> **Exercise**
An exact reproduction of all entries is expected.

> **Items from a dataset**
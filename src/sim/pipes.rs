//! Fixed-size pipe pool
//!
//! The pool is an arena of `NUM_PIPES` slots allocated once per session. A pipe
//! that scrolls off the left edge is re-initialized in place ahead of the
//! others; nothing is ever inserted or removed.

use rand::Rng;
use serde::{Deserialize, Serialize};

use super::collision::Rect;
use super::state::Viewport;
use crate::consts::NUM_PIPES;

/// One pipe pair: a top and a bottom segment around a passable gate
#[derive(Debug, Clone, Copy, PartialEq, Default, Serialize, Deserialize)]
pub struct Pipe {
    /// Left edge of both segments
    pub x: f32,
    /// Y of the top of the gate (bottom of the top segment)
    pub gate_top: f32,
    /// Whether the bird has already been credited for this pass
    pub scored: bool,
}

impl Pipe {
    pub fn top_rect(&self, width: f32) -> Rect {
        Rect::new(self.x, 0.0, self.x + width, self.gate_top)
    }

    pub fn bottom_rect(&self, width: f32, gap: f32, viewport_height: f32) -> Rect {
        Rect::new(
            self.x,
            self.gate_top + gap,
            self.x + width,
            viewport_height,
        )
    }

    /// Horizontal center line used for scoring
    pub fn center_x(&self, width: f32) -> f32 {
        self.x + width / 2.0
    }

    pub fn is_offscreen(&self, width: f32) -> bool {
        self.x + width < 0.0
    }
}

/// Valid `[min, max)` range for a gate top, or `None` when the viewport is
/// too short to fit a margin of half a gap above and below the gate
pub fn gate_range(gap: f32, viewport_height: f32) -> Option<(f32, f32)> {
    let min = gap * 0.5;
    let max = viewport_height - gap - min;
    (max > min).then_some((min, max))
}

/// Sample a gate top, collapsing to a centered gate on short viewports
pub fn sample_gate<R: Rng>(gap: f32, viewport_height: f32, rng: &mut R) -> f32 {
    match gate_range(gap, viewport_height) {
        Some((min, max)) => min + rng.random::<f32>() * (max - min),
        None => viewport_height / 2.0 - gap / 2.0,
    }
}

/// Horizontal distance between consecutive pipes for a viewport width
pub fn spacing_for(width: f32, viewport_width: f32) -> f32 {
    (width * 2.0).max(viewport_width / NUM_PIPES as f32)
}

/// The recycled pipe arena plus its geometry
#[derive(Debug, Clone, PartialEq, Serialize, Deserialize)]
pub struct PipePool {
    pipes: [Pipe; NUM_PIPES],
    width: f32,
    gap: f32,
    spacing: f32,
}

impl PipePool {
    pub fn new(width: f32, gap: f32) -> Self {
        Self {
            pipes: [Pipe::default(); NUM_PIPES],
            width,
            gap,
            spacing: width * 2.0,
        }
    }

    pub fn pipes(&self) -> &[Pipe; NUM_PIPES] {
        &self.pipes
    }

    pub(crate) fn pipes_mut(&mut self) -> &mut [Pipe; NUM_PIPES] {
        &mut self.pipes
    }

    pub fn width(&self) -> f32 {
        self.width
    }

    pub fn gap(&self) -> f32 {
        self.gap
    }

    pub fn spacing(&self) -> f32 {
        self.spacing
    }

    /// Rightmost pipe x, never less than the viewport's right edge
    pub fn farthest_x(&self, viewport_width: f32) -> f32 {
        self.pipes
            .iter()
            .map(|p| p.x)
            .fold(viewport_width, f32::max)
    }

    /// Tile the pool from the right edge of the viewport outward
    pub fn layout<R: Rng>(&mut self, viewport: Viewport, rng: &mut R) {
        self.spacing = spacing_for(self.width, viewport.width);
        for (i, pipe) in self.pipes.iter_mut().enumerate() {
            pipe.x = viewport.width + i as f32 * self.spacing;
            pipe.gate_top = sample_gate(self.gap, viewport.height, rng);
            pipe.scored = false;
        }
    }

    /// Re-initialize one slot ahead of every other pipe
    fn recycle<R: Rng>(&mut self, index: usize, viewport: Viewport, rng: &mut R) {
        let farthest = self.farthest_x(viewport.width);
        let gate_top = sample_gate(self.gap, viewport.height, rng);
        let pipe = &mut self.pipes[index];
        pipe.x = farthest + self.spacing;
        pipe.gate_top = gate_top;
        pipe.scored = false;
    }

    /// Move every pipe left by `speed`, recycling any that left the screen.
    ///
    /// Slots are processed in index order and each recycle measures the
    /// farthest pipe at that instant, so slots later in the order have not
    /// moved yet. `on_recycle` receives the index of every recycled slot.
    pub fn scroll<R, F>(&mut self, speed: f32, viewport: Viewport, rng: &mut R, mut on_recycle: F)
    where
        R: Rng,
        F: FnMut(usize),
    {
        for index in 0..self.pipes.len() {
            self.pipes[index].x -= speed;
            if self.pipes[index].is_offscreen(self.width) {
                self.recycle(index, viewport, rng);
                on_recycle(index);
            }
        }
    }
}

> **Exercise result**
filename src/sim/pipes.rs
//! Fixed-size pipe pool
//!
//! The pool is an arena of `NUM_PIPES` slots allocated once per session. A pipe
//! that scrolls off the left edge is re-initialized in place ahead of the
//! others; nothing is ever inserted or removed.

use rand::Rng;
use serde::{Deserialize, Serialize};

use super::collision::Rect;
use super::state::Viewport;
use crate::consts::NUM_PIPES;

/// One pipe pair: a top and a bottom segment around a passable gate
#[derive(Debug, Clone, Copy, PartialEq, Default, Serialize, Deserialize)]
pub struct Pipe {
    /// Left edge of both segments
    pub x: f32,
    /// Y of the top of the gate (bottom of the top segment)
    pub gate_top: f32,
    /// Whether the bird has already been credited for this pass
    pub scored: bool,
}

impl Pipe {
    pub fn top_rect(&self, width: f32) -> Rect {
        Rect::new(self.x, 0.0, self.x + width, self.gate_top)
    }

    pub fn bottom_rect(&self, width: f32, gap: f32, viewport_height: f32) -> Rect {
        Rect::new(
            self.x,
            self.gate_top + gap,
            self.x + width,
            viewport_height,
        )
    }

    /// Horizontal center line used for scoring
    pub fn center_x(&self, width: f32) -> f32 {
        self.x + width / 2.0
    }

    pub fn is_offscreen(&self, width: f32) -> bool {
        self.x + width < 0.0
    }
}

/// Valid `[min, max)` range for a gate top, or `None` when the viewport is
/// too short to fit a margin of half a gap above and below the gate
pub fn gate_range(gap: f32, viewport_height: f32) -> Option<(f32, f32)> {
    let min = gap * 0.5;
    let max = viewport_height - gap - min;
    (max > min).then_some((min, max))
}

/// Sample a gate top, collapsing to a centered gate on short viewports
pub fn sample_gate<R: Rng>(gap: f32, viewport_height: f32, rng: &mut R) -> f32 {
    match gate_range(gap, viewport_height) {
        Some((min, max)) => min + rng.random::<f32>() * (max - min),
        None => viewport_height / 2.0 - gap / 2.0,
    }
}

/// Horizontal distance between consecutive pipes for a viewport width
pub fn spacing_for(width: f32, viewport_width: f32) -> f32 {
    (width * 2.0).max(viewport_width / NUM_PIPES as f32)
}

/// The recycled pipe arena plus its geometry
#[derive(Debug, Clone, PartialEq, Serialize, Deserialize)]
pub struct PipePool {
    pipes: [Pipe; NUM_PIPES],
    width: f32,
    gap: f32,
    spacing: f32,
}

impl PipePool {
    pub fn new(width: f32, gap: f32) -> Self {
        Self {
            pipes: [Pipe::default(); NUM_PIPES],
            width,
            gap,
            spacing: width * 2.0,
        }
    }

    pub fn pipes(&self) -> &[Pipe; NUM_PIPES] {
        &self.pipes
    }

    pub(crate) fn pipes_mut(&mut self) -> &mut [Pipe; NUM_PIPES] {
        &mut self.pipes
    }

    pub fn width(&self) -> f32 {
        self.width
    }

    pub fn gap(&self) -> f32 {
        self.gap
    }

    pub fn spacing(&self) -> f32 {
        self.spacing
    }

    /// Rightmost pipe x, never less than the viewport's right edge
    pub fn farthest_x(&self, viewport_width: f32) -> f32 {
        self.pipes
            .iter()
            .map(|p| p.x)
            .fold(viewport_width, f32::max)
    }

    /// Tile the pool from the right edge of the viewport outward
    pub fn layout<R: Rng>(&mut self, viewport: Viewport, rng: &mut R) {
        self.spacing = spacing_for(self.width, viewport.width);
        for (i, pipe) in self.pipes.iter_mut().enumerate() {
            pipe.x = viewport.width + i as f32 * self.spacing;
            pipe.gate_top = sample_gate(self.gap, viewport.height, rng);
            pipe.scored = false;
        }
    }

    /// Re-initialize one slot ahead of every other pipe
    fn recycle<R: Rng>(&mut self, index: usize, viewport: Viewport, rng: &mut R) {
        let farthest = self.farthest_x(viewport.width);
        let gate_top = sample_gate(self.gap, viewport.height, rng);
        let pipe = &mut self.pipes[index];
        pipe.x = farthest + self.spacing;
        pipe.gate_top = gate_top;
        pipe.scored = false;
    }

    /// Move every pipe left by `speed`, recycling any that left the screen.
    ///
    /// Slots are processed in index order and each recycle measures the
    /// farthest pipe at that instant, so slots later in the order have not
    /// moved yet. `on_recycle` receives the index of every recycled slot.
    pub fn scroll<R, F>(&mut self, speed: f32, viewport: Viewport, rng: &mut R, mut on_recycle: F)
    where
        R: Rng,
        F: FnMut(usize),
    {
        for index in 0..self.pipes.len() {
            self.pipes[index].x -= speed;
            if self.pipes[index].is_offscreen(self.width) {
                self.recycle(index, viewport, rng);
                on_recycle(index);
            }
        }
    }
}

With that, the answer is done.